C_{6}H_{4}(OCH_{3})_{2} + C_{2}H_{5}SNa → C_{6}H_{4}(OCH_{3})(ONa) + C_{2}H_{5}SCH_{3}

==Uses and chemical reactions==
===Syringyl/guaiacyl ratio===
Lignin, comprising a major fraction of biomass, is sometimes classified according to the guaiacyl component. Pyrolysis of lignin from gymnosperms gives more guaiacol, resulting from removal of the propenyl group of coniferyl alcohol. These lignins are said to have a high guaiacyl (or G) content. In contrast, lignins derived from sinapyl alcohol affords syringol. A high syringyl (or S) content is indicative of lignin from angiosperms. Sugarcane bagasse is one useful source of guaiacol; pyrolysis of the bagasse lignins yields compounds including guaiacol, 4-methylguaiacol and 4-vinylguaiacol.

===Chemical intermediate===
Guaiacol is a useful precursor for the synthesis of other compounds. Being derived from biomass, it is a potential component or precursor to "green fuels".
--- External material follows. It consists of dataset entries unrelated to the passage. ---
//! JSON format exporter.

use serde::Serialize;

use crate::error::Result;
use crate::graph::ModuleGraph;
use crate::types::RelationKind;

#[derive(Serialize)]
struct GraphDocument<'g> {
    nodes: Vec<NodeRecord<'g>>,
    edges: Vec<EdgeRecord<'g>>,
}

#[derive(Serialize)]
struct NodeRecord<'g> {
    id: &'g str,
    packaging: &'g str,
    pom: &'g str,
}

#[derive(Serialize)]
struct EdgeRecord<'g> {
    source: &'g str,
    target: &'g str,
    linktype: String,
    relations: Vec<RelationKind>,
}

/// Export the graph as `{ "nodes": [...], "edges": [...] }`.
pub fn export(graph: &ModuleGraph, pretty: bool) -> Result<String> {
    let document = GraphDocument {
        nodes: graph
            .nodes()
            .map(|node| NodeRecord {
                id: node.id.as_str(),
                packaging: &node.attributes.packaging,
                pom: &node.attributes.descriptor_path,
            })
            .collect(),
        edges: graph
            .edges()
            .map(|edge| EdgeRecord {
                source: edge.source.as_str(),
                target: edge.target.as_str(),
                linktype: edge.relations.label(),
                relations: edge.relations.iter().collect(),
            })
            .collect(),
    };

    let json = if pretty {
        serde_json::to_string_pretty(&document)?
    } else {
        serde_json::to_string(&document)?
    };
    Ok(json)
}

#[cfg(test)]
mod tests {
    use super::*;
    use crate::exporter::test_support::sample_graph;

    #[test]
    fn test_export_json() {
        let output = export(&sample_graph(), false).unwrap();
        let value: serde_json::Value = serde_json::from_str(&output).unwrap();

        assert_eq!(value["nodes"].as_array().unwrap().len(), 3);
        assert_eq!(value["nodes"][0]["id"], "org.acme:root");
        assert_eq!(value["nodes"][2]["packaging"], "");
        assert_eq!(value["edges"][0]["linktype"], "module,dependency");
        assert_eq!(
            value["edges"][0]["relations"],
            serde_json::json!(["module", "dependency"])
        );
    }

    #[test]
    fn test_export_json_pretty() {
        let output = export(&sample_graph(), true).unwrap();
        assert!(output.contains('\n'));
    }
}
//! Module graph storage powered by petgraph.
//!
//! Holds an in-memory directed graph where:
//! - Nodes are [`ModuleNode`]s keyed by `"<group>:<artifact>"`
//! - Edges carry a [`RelationSet`] (parent, module, dependency)
//!
//! There is at most one edge per ordered `(source, target)` pair. Connecting
//! the same pair again unions the relation labels into the existing edge.

use petgraph::graph::{DiGraph, NodeIndex};
use petgraph::visit::EdgeRef;
use std::collections::HashMap;

use crate::error::{GraphError, Result};
use crate::types::{NodeAttributes, NodeId, RelationKind, RelationSet};

/// A graph node: one logical Maven module.
#[derive(Clone, Debug, PartialEq, Eq)]
pub struct ModuleNode {
    pub id: NodeId,
    pub attributes: NodeAttributes,
}

/// A borrowed view of one edge.
#[derive(Clone, Copy, Debug)]
pub struct EdgeView<'g> {
    pub source: &'g NodeId,
    pub target: &'g NodeId,
    pub relations: &'g RelationSet,
}

/// Directed module graph with an id -> index lookup.
#[derive(Debug, Default)]
pub struct ModuleGraph {
    graph: DiGraph<ModuleNode, RelationSet>,
    node_map: HashMap<NodeId, NodeIndex>,
}

impl ModuleGraph {
    pub fn new() -> Self {
        Self::default()
    }

    /// Insert a new node. Fails if `id` is already present.
    pub fn insert_node(&mut self, id: NodeId, attributes: NodeAttributes) -> Result<()> {
        if self.node_map.contains_key(&id) {
            return Err(GraphError::AmbiguousIdentity { id: id.to_string() });
        }
        let idx = self.graph.add_node(ModuleNode {
            id: id.clone(),
            attributes,
        });
        self.node_map.insert(id, idx);
        Ok(())
    }

    pub fn node(&self, id: &str) -> Option<&ModuleNode> {
        self.index_of_str(id).map(|idx| &self.graph[idx])
    }

    pub fn node_mut(&mut self, id: &str) -> Option<&mut ModuleNode> {
        let idx = self.index_of_str(id)?;
        Some(&mut self.graph[idx])
    }

    /// Connect `source -> target` with `kind`, merging into an existing edge.
    ///
    /// Both endpoints must already be registered.
    pub fn connect(&mut self, source: &NodeId, target: &NodeId, kind: RelationKind) -> Result<()> {
        let s = self.index_of(source)?;
        let t = self.index_of(target)?;

        match self.graph.find_edge(s, t) {
            Some(edge) => {
                self.graph[edge].insert(kind);
            }
            None => {
                self.graph.add_edge(s, t, RelationSet::single(kind));
            }
        }
        Ok(())
    }

    /// Relation labels on the edge `source -> target`, if any.
    pub fn relations(&self, source: &str, target: &str) -> Option<&RelationSet> {
        let s = self.index_of_str(source)?;
        let t = self.index_of_str(target)?;
        self.graph.find_edge(s, t).map(|edge| &self.graph[edge])
    }

    /// Nodes in insertion order.
    pub fn nodes(&self) -> impl Iterator<Item = &ModuleNode> {
        self.graph.node_weights()
    }

    /// Edges in insertion order.
    pub fn edges(&self) -> impl Iterator<Item = EdgeView<'_>> {
        self.graph.edge_references().map(|edge| EdgeView {
            source: &self.graph[edge.source()].id,
            target: &self.graph[edge.target()].id,
            relations: edge.weight(),
        })
    }

    /// Ids of nodes reachable over one outgoing edge labeled `kind`.
    pub fn targets(&self, source: &str, kind: RelationKind) -> Vec<&NodeId> {
        let Some(idx) = self.index_of_str(source) else {
            return vec![];
        };
        self.graph
            .edges(idx)
            .filter(|edge| edge.weight().contains(kind))
            .map(|edge| &self.graph[edge.target()].id)
            .collect()
    }

    /// Get the number of nodes in the graph.
    pub fn node_count(&self) -> usize {
        self.graph.node_count()
    }

    /// Get the number of edges in the graph.
    pub fn edge_count(&self) -> usize {
        self.graph.edge_count()
    }

    /// Check if a node exists in the graph.
    pub fn has_node(&self, id: &str) -> bool {
        self.index_of_str(id).is_some()
    }

    /// Number of edges carrying `kind` among their labels.
    pub fn edge_count_of(&self, kind: RelationKind) -> usize {
        self.graph
            .edge_weights()
            .filter(|relations| relations.contains(kind))
            .count()
    }

    fn index_of(&self, id: &NodeId) -> Result<NodeIndex> {
        // an unregistered endpoint means the store was bypassed
        self.node_map
            .get(id)
            .copied()
            .ok_or_else(|| GraphError::UnregisteredNode { id: id.to_string() })
    }

    fn index_of_str(&self, id: &str) -> Option<NodeIndex> {
        self.node_map.get(id).copied()
    }
}
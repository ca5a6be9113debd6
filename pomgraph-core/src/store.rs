//! Deduplicating registry from module identity to graph node.
//!
//! The same module is usually seen several times during a build: as a
//! scanned descriptor, as somebody's sub-module, as a parent, as a
//! dependency. [`NodeStore::get_or_create_node`] collapses all of those into
//! one node and merges whatever metadata each sighting carried.
//!
//! Not thread-safe; the store is mutated only by the single build pass.

use tracing::trace;

use crate::error::Result;
use crate::graph::ModuleGraph;
use crate::module::MavenModule;
use crate::types::{NodeId, RelationKind};

/// Owns the graph under construction and keeps one node per identity.
#[derive(Debug, Default)]
pub struct NodeStore {
    graph: ModuleGraph,
}

impl NodeStore {
    pub fn new() -> Self {
        Self::default()
    }

    /// Id of the node for `module`, creating or merging as needed.
    ///
    /// A new node is seeded from the module's packaging and descriptor path.
    /// An existing node only has its empty attributes filled in; known
    /// values are never overwritten.
    pub fn get_or_create_node(&mut self, module: &MavenModule) -> Result<NodeId> {
        let id = module.id().node_id();
        let incoming = module.attributes();

        match self.graph.node_mut(id.as_str()) {
            Some(node) => {
                node.attributes.merge(&incoming);
            }
            None => {
                trace!("Registering node {}", id);
                self.graph.insert_node(id.clone(), incoming)?;
            }
        }
        Ok(id)
    }

    /// Connect two registered nodes, merging labels on an existing edge.
    pub fn connect(&mut self, source: &NodeId, target: &NodeId, kind: RelationKind) -> Result<()> {
        self.graph.connect(source, target, kind)
    }

    pub fn graph(&self) -> &ModuleGraph {
        &self.graph
    }

    pub fn into_graph(self) -> ModuleGraph {
        self.graph
    }
}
Guaiacol is also a useful reagent for the quantification of peroxidases, as in the presence of hydrogen peroxide these enzymes will catalyse with it the formation of tetraguaiacol, a coloured compound that can be quantified by its absorbance at 420–470 nm, following the equation:

4 guaiacol (colorless) + 2 H_{2}O_{2} → tetraguaiacol (colored) + 8 H_{2}O.

===Medicinal and food===
Guaiacol is a precursor to various flavorants, such as eugenol. An estimated 85% of the world's supply of vanillin and ethyl vanillin comes from guaiacol. Because consumers tend to prefer natural vanillin to synthetic vanillin, methods such as microbial fermentation have been adopted. The route entails the condensation reaction of glyoxylic acid with guaiacol to give mandelic acid, which is oxidized to produce phenylglyoxylic acid. This acid undergoes a decarboxylation to afford vanillin. The crude vanillin product can then be purified with vacuum distillation and recrystallization.

Guaiacol is also used medicinally as an expectorant, antiseptic, and local anesthetic.

Guaiacol is produced in the gut of desert locusts, Schistocerca gregaria, by the breakdown of plant material. This process is undertaken by the gut bacterium Pantoea agglomerans (Enterobacter). It is one of the main components of the pheromones that cause locust swarming.

==Safety==
Methoxyphenols are potential biomarkers of biomass smoke exposure, such as from inhalation of woodsmoke. Dietary sources of methoxyphenols overwhelm the contribution from inhalational exposures to woodsmoke.